- _Work required_: Could you find every line in the entries below that holds the word "major" and copy it?

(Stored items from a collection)
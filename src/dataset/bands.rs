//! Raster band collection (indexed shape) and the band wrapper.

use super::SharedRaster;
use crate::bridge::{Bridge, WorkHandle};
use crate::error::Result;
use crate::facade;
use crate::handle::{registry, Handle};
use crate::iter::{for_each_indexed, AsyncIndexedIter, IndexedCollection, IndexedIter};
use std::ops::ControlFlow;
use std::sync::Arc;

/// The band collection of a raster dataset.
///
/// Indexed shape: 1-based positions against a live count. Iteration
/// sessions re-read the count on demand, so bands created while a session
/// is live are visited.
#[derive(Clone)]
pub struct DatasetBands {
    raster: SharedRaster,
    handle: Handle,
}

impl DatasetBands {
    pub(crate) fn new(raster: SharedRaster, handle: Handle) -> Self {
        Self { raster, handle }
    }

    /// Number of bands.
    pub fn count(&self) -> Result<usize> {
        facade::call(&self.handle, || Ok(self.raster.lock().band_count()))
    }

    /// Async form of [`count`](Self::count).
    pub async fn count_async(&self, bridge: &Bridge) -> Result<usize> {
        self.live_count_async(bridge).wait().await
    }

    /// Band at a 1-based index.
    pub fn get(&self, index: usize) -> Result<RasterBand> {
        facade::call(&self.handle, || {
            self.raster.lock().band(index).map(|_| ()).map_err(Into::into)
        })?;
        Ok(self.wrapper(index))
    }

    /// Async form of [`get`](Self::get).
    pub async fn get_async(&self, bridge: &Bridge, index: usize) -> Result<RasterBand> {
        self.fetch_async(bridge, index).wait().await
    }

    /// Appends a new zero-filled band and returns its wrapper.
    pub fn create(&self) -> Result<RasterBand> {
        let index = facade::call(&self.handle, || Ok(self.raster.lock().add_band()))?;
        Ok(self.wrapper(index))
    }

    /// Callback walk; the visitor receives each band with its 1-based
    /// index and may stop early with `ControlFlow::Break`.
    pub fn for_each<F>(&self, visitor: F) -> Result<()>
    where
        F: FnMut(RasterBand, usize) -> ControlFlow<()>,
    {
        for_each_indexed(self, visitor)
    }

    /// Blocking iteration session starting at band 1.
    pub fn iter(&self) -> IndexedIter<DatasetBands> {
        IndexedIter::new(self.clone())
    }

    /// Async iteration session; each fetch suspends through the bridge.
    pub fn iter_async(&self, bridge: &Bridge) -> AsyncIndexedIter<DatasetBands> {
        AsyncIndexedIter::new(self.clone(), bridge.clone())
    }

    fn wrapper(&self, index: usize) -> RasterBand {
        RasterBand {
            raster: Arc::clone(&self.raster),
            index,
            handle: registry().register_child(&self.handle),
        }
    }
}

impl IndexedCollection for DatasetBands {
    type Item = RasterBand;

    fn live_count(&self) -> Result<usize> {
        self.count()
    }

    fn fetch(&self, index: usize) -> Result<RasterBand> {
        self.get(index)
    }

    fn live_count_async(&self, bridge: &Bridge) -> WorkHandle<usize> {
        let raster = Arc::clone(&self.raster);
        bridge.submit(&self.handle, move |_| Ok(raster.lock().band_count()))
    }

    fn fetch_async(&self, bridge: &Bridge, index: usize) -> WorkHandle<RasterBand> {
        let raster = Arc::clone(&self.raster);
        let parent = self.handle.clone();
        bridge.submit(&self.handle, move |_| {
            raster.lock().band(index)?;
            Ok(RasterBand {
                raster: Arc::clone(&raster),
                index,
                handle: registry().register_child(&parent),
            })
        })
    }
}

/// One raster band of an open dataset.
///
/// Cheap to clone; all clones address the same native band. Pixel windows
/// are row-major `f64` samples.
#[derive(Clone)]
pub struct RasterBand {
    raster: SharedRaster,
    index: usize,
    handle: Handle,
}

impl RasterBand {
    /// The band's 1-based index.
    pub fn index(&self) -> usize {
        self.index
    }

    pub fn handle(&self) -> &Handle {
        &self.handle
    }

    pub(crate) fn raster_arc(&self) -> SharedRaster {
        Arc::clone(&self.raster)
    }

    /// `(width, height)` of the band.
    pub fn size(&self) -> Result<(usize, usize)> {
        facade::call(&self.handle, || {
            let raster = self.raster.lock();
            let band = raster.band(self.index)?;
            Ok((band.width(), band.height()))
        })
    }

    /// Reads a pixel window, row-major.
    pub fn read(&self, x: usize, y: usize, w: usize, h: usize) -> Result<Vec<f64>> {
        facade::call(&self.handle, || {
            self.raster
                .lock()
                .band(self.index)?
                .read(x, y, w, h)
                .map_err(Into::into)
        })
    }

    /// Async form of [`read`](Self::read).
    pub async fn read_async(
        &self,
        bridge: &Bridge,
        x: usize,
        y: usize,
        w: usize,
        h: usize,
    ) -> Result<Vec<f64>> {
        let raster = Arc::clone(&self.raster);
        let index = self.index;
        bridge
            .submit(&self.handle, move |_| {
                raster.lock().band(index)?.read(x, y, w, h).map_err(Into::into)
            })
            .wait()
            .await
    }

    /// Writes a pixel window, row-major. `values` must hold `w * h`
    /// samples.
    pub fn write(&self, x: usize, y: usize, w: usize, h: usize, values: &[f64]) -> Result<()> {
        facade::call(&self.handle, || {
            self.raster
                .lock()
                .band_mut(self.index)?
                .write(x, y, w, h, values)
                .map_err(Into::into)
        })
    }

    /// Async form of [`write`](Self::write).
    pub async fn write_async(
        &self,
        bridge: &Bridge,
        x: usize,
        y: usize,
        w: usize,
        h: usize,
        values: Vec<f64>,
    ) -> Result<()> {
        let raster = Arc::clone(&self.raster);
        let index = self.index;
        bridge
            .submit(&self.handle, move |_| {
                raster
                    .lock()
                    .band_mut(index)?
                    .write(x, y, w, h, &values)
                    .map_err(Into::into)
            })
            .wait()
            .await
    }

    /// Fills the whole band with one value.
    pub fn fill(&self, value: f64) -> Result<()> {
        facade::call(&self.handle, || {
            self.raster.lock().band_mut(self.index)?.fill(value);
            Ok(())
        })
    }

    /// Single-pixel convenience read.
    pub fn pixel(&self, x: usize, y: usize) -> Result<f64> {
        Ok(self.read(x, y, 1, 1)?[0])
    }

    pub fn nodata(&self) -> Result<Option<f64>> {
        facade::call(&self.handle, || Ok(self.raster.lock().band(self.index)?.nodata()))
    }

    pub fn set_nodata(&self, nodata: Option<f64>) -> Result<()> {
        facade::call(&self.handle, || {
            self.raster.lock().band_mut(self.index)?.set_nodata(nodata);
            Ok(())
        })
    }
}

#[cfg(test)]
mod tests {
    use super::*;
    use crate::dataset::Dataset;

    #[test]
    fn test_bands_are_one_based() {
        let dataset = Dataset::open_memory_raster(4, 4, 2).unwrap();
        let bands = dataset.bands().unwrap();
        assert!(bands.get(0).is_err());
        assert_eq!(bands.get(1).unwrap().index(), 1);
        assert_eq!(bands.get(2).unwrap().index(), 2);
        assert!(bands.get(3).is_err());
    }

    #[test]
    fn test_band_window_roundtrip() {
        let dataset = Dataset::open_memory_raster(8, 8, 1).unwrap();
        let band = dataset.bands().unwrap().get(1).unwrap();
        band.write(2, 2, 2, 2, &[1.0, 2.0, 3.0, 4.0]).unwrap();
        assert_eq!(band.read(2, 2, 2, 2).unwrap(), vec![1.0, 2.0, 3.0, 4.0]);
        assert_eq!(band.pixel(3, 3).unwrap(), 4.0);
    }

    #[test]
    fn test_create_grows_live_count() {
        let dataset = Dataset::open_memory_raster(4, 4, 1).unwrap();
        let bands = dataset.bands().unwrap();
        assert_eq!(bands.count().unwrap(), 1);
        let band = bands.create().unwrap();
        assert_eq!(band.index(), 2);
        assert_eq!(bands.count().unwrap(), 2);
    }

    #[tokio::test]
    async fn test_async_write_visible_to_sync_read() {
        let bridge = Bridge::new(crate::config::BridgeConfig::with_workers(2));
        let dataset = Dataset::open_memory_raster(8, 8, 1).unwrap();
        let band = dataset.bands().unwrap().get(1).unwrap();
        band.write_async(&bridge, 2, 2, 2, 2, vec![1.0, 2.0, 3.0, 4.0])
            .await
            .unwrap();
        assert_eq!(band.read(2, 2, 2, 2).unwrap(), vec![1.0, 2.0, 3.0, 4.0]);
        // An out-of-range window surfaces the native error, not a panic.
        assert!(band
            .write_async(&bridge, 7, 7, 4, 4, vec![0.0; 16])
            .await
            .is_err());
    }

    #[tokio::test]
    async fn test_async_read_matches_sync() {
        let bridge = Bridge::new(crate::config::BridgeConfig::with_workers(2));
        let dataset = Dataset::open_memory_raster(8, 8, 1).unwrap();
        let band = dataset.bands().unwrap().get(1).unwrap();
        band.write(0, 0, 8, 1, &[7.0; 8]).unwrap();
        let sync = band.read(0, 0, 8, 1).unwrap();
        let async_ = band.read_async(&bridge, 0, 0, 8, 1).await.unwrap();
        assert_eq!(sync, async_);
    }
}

- _Exercise response_:
/// are row-major `f64` samples.
    /// Reads a pixel window, row-major.
    /// Writes a pixel window, row-major. `values` must hold `w * h`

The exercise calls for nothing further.